BEGIN Exercise inputs
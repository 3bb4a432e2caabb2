use chrono::{DateTime, Duration, Utc};

const SECONDS_PER_DAY: i64 = 24 * 60 * 60;
const MAX_DAYS: i64 = 512;

const DH_DAY_HIGH: u8 = 0x01;
const DH_HALT: u8 = 0x40;
const DH_CARRY: u8 = 0x80;

/// MBC3 real-time clock backed by the host wall clock.
///
/// The clock is stored as the instant at which the counter read zero, so the
/// registers are derived on demand rather than ticked.
pub struct Rtc {
    origin: DateTime<Utc>,
    halted: Option<i64>,
    carry: bool,
    latched: [u8; 5],
    latch_armed: bool,
}

impl Rtc {
    pub fn new() -> Self {
        Self::starting_at(Utc::now())
    }

    fn starting_at(now: DateTime<Utc>) -> Self {
        Rtc {
            origin: now,
            halted: None,
            carry: false,
            latched: [0; 5],
            latch_armed: false,
        }
    }

    fn elapsed(&self, now: DateTime<Utc>) -> i64 {
        match self.halted {
            Some(seconds) => seconds,
            None => (now - self.origin).num_seconds().max(0),
        }
    }

    fn normalize(&mut self, now: DateTime<Utc>) -> i64 {
        let mut elapsed = self.elapsed(now);
        if elapsed >= MAX_DAYS * SECONDS_PER_DAY {
            elapsed %= MAX_DAYS * SECONDS_PER_DAY;
            self.carry = true;
            self.rebase(now, elapsed);
        }
        elapsed
    }

    fn rebase(&mut self, now: DateTime<Utc>, elapsed: i64) {
        match self.halted {
            Some(_) => self.halted = Some(elapsed),
            None => self.origin = now - Duration::seconds(elapsed),
        }
    }

    fn live(&mut self, now: DateTime<Utc>) -> [u8; 5] {
        let elapsed = self.normalize(now);
        let days = elapsed / SECONDS_PER_DAY;

        let mut dh = ((days >> 8) as u8) & DH_DAY_HIGH;
        if self.halted.is_some() {
            dh |= DH_HALT;
        }
        if self.carry {
            dh |= DH_CARRY;
        }

        [
            (elapsed % 60) as u8,
            (elapsed / 60 % 60) as u8,
            (elapsed / 3600 % 24) as u8,
            days as u8,
            dh,
        ]
    }

    /// Handles writes to 0x6000-0x7FFF: 0x00 followed by 0x01 latches the clock.
    pub fn write_latch(&mut self, value: u8) {
        self.write_latch_at(value, Utc::now());
    }

    fn write_latch_at(&mut self, value: u8, now: DateTime<Utc>) {
        match value {
            0x00 => self.latch_armed = true,
            0x01 if self.latch_armed => {
                self.latched = self.live(now);
                self.latch_armed = false;
            }
            _ => self.latch_armed = false,
        }
    }

    /// Reads a latched register; `reg` is the 0x08-0x0C select value.
    pub fn read(&self, reg: u8) -> u8 {
        match reg {
            0x08..=0x0c => self.latched[(reg - 0x08) as usize],
            _ => 0xff,
        }
    }

    pub fn write(&mut self, reg: u8, value: u8) {
        self.write_at(reg, value, Utc::now());
    }

    fn write_at(&mut self, reg: u8, value: u8, now: DateTime<Utc>) {
        let mut regs = self.live(now);
        match reg {
            0x08 => regs[0] = value % 60,
            0x09 => regs[1] = value % 60,
            0x0a => regs[2] = value % 24,
            0x0b => regs[3] = value,
            0x0c => regs[4] = value,
            _ => return,
        }

        let days = (regs[4] as i64 & DH_DAY_HIGH as i64) << 8 | regs[3] as i64;
        let elapsed = days * SECONDS_PER_DAY
            + regs[2] as i64 * 3600
            + regs[1] as i64 * 60
            + regs[0] as i64;

        self.carry = regs[4] & DH_CARRY != 0;
        let halt = regs[4] & DH_HALT != 0;
        match (self.halted.is_some(), halt) {
            (_, true) => self.halted = Some(elapsed),
            (true, false) => {
                self.halted = None;
                self.origin = now - Duration::seconds(elapsed);
            }
            (false, false) => self.origin = now - Duration::seconds(elapsed),
        }
    }
}

#[cfg(test)]
mod tests {
    use super::*;
    use chrono::TimeZone;

    fn at(seconds: i64) -> DateTime<Utc> {
        Utc.timestamp_opt(1_600_000_000 + seconds, 0).unwrap()
    }

    fn latch(rtc: &mut Rtc, now: DateTime<Utc>) {
        rtc.write_latch_at(0x00, now);
        rtc.write_latch_at(0x01, now);
    }

    #[test]
    fn latched_registers_follow_wall_clock() {
        let mut rtc = Rtc::starting_at(at(0));
        latch(&mut rtc, at(SECONDS_PER_DAY * 300 + 3600 * 5 + 60 * 7 + 9));

        assert_eq!(rtc.read(0x08), 9);
        assert_eq!(rtc.read(0x09), 7);
        assert_eq!(rtc.read(0x0a), 5);
        assert_eq!(rtc.read(0x0b), (300 & 0xff) as u8);
        assert_eq!(rtc.read(0x0c), DH_DAY_HIGH);
    }

    #[test]
    fn latch_needs_zero_then_one() {
        let mut rtc = Rtc::starting_at(at(0));
        rtc.write_latch_at(0x01, at(30));
        assert_eq!(rtc.read(0x08), 0);

        latch(&mut rtc, at(30));
        assert_eq!(rtc.read(0x08), 30);
    }

    #[test]
    fn halt_freezes_the_counter() {
        let mut rtc = Rtc::starting_at(at(0));
        rtc.write_at(0x0c, DH_HALT, at(10));
        latch(&mut rtc, at(500));
        assert_eq!(rtc.read(0x08), 10);
        assert_eq!(rtc.read(0x0c), DH_HALT);

        rtc.write_at(0x0c, 0, at(500));
        latch(&mut rtc, at(505));
        assert_eq!(rtc.read(0x08), 15);
    }

    #[test]
    fn day_overflow_sets_carry() {
        let mut rtc = Rtc::starting_at(at(0));
        latch(&mut rtc, at(SECONDS_PER_DAY * 513));
        assert_eq!(rtc.read(0x0b), 1);
        assert_eq!(rtc.read(0x0c) & DH_CARRY, DH_CARRY);
    }

    #[test]
    fn seconds_write_moves_the_clock() {
        let mut rtc = Rtc::starting_at(at(0));
        rtc.write_at(0x08, 42, at(100));
        latch(&mut rtc, at(101));
        assert_eq!(rtc.read(0x08), 43);
        assert_eq!(rtc.read(0x09), 1);
    }
}
use std::collections::VecDeque;
use std::fmt;

use log::{debug, warn};

/// Conditions the core recovers from instead of aborting.
#[derive(Clone, Copy, Debug, PartialEq, Eq)]
pub enum Event {
    /// An opcode with no decode entry was fetched and executed as a no-op.
    UnknownOpcode { pc: u16, opcode: u8 },
    /// The cartridge type byte at 0x147 names a controller that is not modeled.
    UnsupportedCartridge { code: u8 },
    /// A bank-select write named an invalid bank and was redirected.
    BankCoerced { requested: u16, effective: u16 },
    /// The ROM image was shorter than the minimum and got padded.
    ShortRom { len: usize },
}

impl fmt::Display for Event {
    fn fmt(&self, f: &mut fmt::Formatter) -> fmt::Result {
        match *self {
            Event::UnknownOpcode { pc, opcode } => {
                write!(f, "unknown opcode 0x{:02x} at 0x{:04x}", opcode, pc)
            }
            Event::UnsupportedCartridge { code } => {
                write!(f, "unsupported cartridge type 0x{:02x}, using ROM only", code)
            }
            Event::BankCoerced {
                requested,
                effective,
            } => write!(f, "bank {} coerced to {}", requested, effective),
            Event::ShortRom { len } => write!(f, "ROM image of {} bytes padded", len),
        }
    }
}

/// Bounded event log owned by the MMU.
///
/// Every report is also forwarded to the `log` facade. Only the most recent
/// `capacity` events are kept, while `total()` counts everything reported.
pub struct Diagnostics {
    events: VecDeque<Event>,
    capacity: usize,
    total: u64,
}

impl Diagnostics {
    pub fn new(capacity: usize) -> Self {
        Diagnostics {
            events: VecDeque::with_capacity(capacity.min(64)),
            capacity,
            total: 0,
        }
    }

    pub fn report(&mut self, event: Event) {
        match event {
            // Games rewrite bank 0 routinely; keep it out of the warning stream.
            Event::BankCoerced { .. } => debug!("{}", event),
            _ => warn!("{}", event),
        }

        self.total += 1;
        if self.capacity == 0 {
            return;
        }
        if self.events.len() == self.capacity {
            self.events.pop_front();
        }
        self.events.push_back(event);
    }

    pub fn events(&self) -> impl Iterator<Item = &Event> {
        self.events.iter()
    }

    pub fn take_events(&mut self) -> Vec<Event> {
        self.events.drain(..).collect()
    }

    pub fn total(&self) -> u64 {
        self.total
    }
}

impl Default for Diagnostics {
    fn default() -> Self {
        Diagnostics::new(256)
    }
}

#[cfg(test)]
mod tests {
    use super::*;

    #[test]
    fn keeps_only_the_newest_events() {
        let mut diag = Diagnostics::new(2);
        for code in 0..3 {
            diag.report(Event::UnsupportedCartridge { code });
        }

        assert_eq!(diag.total(), 3);
        let events = diag.take_events();
        assert_eq!(
            events,
            vec![
                Event::UnsupportedCartridge { code: 1 },
                Event::UnsupportedCartridge { code: 2 }
            ]
        );
        assert_eq!(diag.events().count(), 0);
    }

    #[test]
    fn zero_capacity_still_counts() {
        let mut diag = Diagnostics::new(0);
        diag.report(Event::ShortRom { len: 3 });
        assert_eq!(diag.total(), 1);
        assert!(diag.take_events().is_empty());
    }
}
#![cfg_attr(target_arch = "wasm32", no_main)]

use bevy::app::AppExit;
use bevy::input::{ButtonInput, keyboard::KeyCode};
use bevy::prelude::*;
use bevy::prelude::{MessageReader, MessageWriter};
use bevy_egui::{EguiContexts, EguiPlugin, EguiPrimaryContextPass, egui};
use bevy_screen_reveal::screen_reveal::util::media::MediaControl;
use bevy_screen_reveal::{
    CardMedia, RevealDiagnostics, RevealState, ScreenRevealPlugin, ScrollGate,
};

#[cfg(target_arch = "wasm32")]
use wasm_bindgen::prelude::wasm_bindgen;

/// Scroll distance of one arrow-key press, in wheel pixels.
const KEY_STEP: f32 = 100.0;
const PAGE_STEP: f32 = 1000.0;

#[cfg_attr(target_arch = "wasm32", wasm_bindgen(start))]
pub fn main() {
    #[cfg(target_arch = "wasm32")]
    console_error_panic_hook::set_once();

    let plugins = DefaultPlugins.set(WindowPlugin {
        primary_window: Some(Window {
            title: "screen reveal".to_string(),
            #[cfg(target_arch = "wasm32")]
            canvas: Some("#bevy-canvas".to_string()),
            #[cfg(target_arch = "wasm32")]
            fit_canvas_to_parent: true,
            ..default()
        }),
        ..default()
    });
    #[cfg(target_arch = "wasm32")]
    let plugins = plugins.set(bevy::asset::AssetPlugin {
        meta_check: bevy::asset::AssetMetaCheck::Never,
        ..default()
    });

    App::new()
        .add_plugins(plugins)
        .add_plugins(EguiPlugin::default())
        .add_plugins(ScreenRevealPlugin::from_asset_path("scene.reveal.json"))
        .add_systems(
            PreUpdate,
            (
                handle_close_requests,
                gate_scroll_during_egui,
                native_controls.run_if(resource_exists::<RevealState>),
            ),
        )
        .add_systems(EguiPrimaryContextPass, hud)
        .run();
}

fn handle_close_requests(
    mut reader: MessageReader<bevy::window::WindowCloseRequested>,
    mut exit: MessageWriter<AppExit>,
) {
    if reader.read().next().is_some() {
        exit.write(AppExit::Success);
    }
}

fn gate_scroll_during_egui(mut contexts: EguiContexts, mut gate: ResMut<ScrollGate>) {
    let Ok(ctx) = contexts.ctx_mut() else { return };
    let block =
        ctx.is_pointer_over_area() || ctx.wants_pointer_input() || ctx.wants_keyboard_input();
    if gate.blocked != block {
        gate.blocked = block;
    }
}

fn native_controls(
    keys: Res<ButtonInput<KeyCode>>,
    gate: Res<ScrollGate>,
    mut state: ResMut<RevealState>,
    mut media: Query<&mut CardMedia>,
    mut exit: MessageWriter<AppExit>,
) {
    if keys.just_pressed(KeyCode::Escape) {
        exit.write(AppExit::Success);
        return;
    }
    if gate.blocked {
        return;
    }
    for (key, delta) in [
        (KeyCode::ArrowDown, KEY_STEP),
        (KeyCode::ArrowUp, -KEY_STEP),
        (KeyCode::PageDown, PAGE_STEP),
        (KeyCode::PageUp, -PAGE_STEP),
    ] {
        if keys.just_pressed(key) {
            state.director.on_input(delta);
        }
    }
    if keys.just_pressed(KeyCode::Space)
        && let Some(focused) = state.frame.focused
    {
        for mut card in &mut media {
            if card.index == focused {
                card.toggle();
            }
        }
    }
}

fn hud(
    mut contexts: EguiContexts,
    state: Option<Res<RevealState>>,
    diagnostics: Res<RevealDiagnostics>,
) {
    let Ok(ctx) = contexts.ctx_mut() else { return };

    egui::Window::new("screen reveal")
        .title_bar(false)
        .resizable(false)
        .collapsible(false)
        .anchor(egui::Align2::LEFT_TOP, egui::vec2(10.0, 10.0))
        .show(ctx, |ui| {
            match &state {
                Some(state) => {
                    let frame = &state.frame;
                    let max_scroll = state.director.config().dolly.max_scroll;
                    ui.label(format!("mode: {:?} ({:?})", frame.mode, frame.phase));
                    ui.label(format!(
                        "scroll: {:.0} / {:.0}",
                        frame.scroll_z, max_scroll
                    ));
                    ui.label(format!("focus: {:.2}", frame.focus));
                    if let Some(item) = frame.focused.and_then(|i| state.director.items().get(i)) {
                        ui.label(format!("focused: {}", item.title));
                    }
                    ui.label(format!("render: {}", state.render_path.label()));
                }
                None => {
                    ui.label("building scene");
                }
            }
            ui.separator();
            ui.label("wheel / swipe / arrows: scroll");
            ui.label("space: play or pause focused card");
            ui.label("esc: quit");
            for error in &diagnostics.errors {
                ui.colored_label(egui::Color32::LIGHT_RED, error);
            }
        });
}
END Exercise inputs
# [Work task]
Search the listing above for the string "EguiPrimaryContextPass" and copy each line that has it.

# [Response]
use bevy_egui::{EguiContexts, EguiPlugin, EguiPrimaryContextPass, egui};
        .add_systems(EguiPrimaryContextPass, hud)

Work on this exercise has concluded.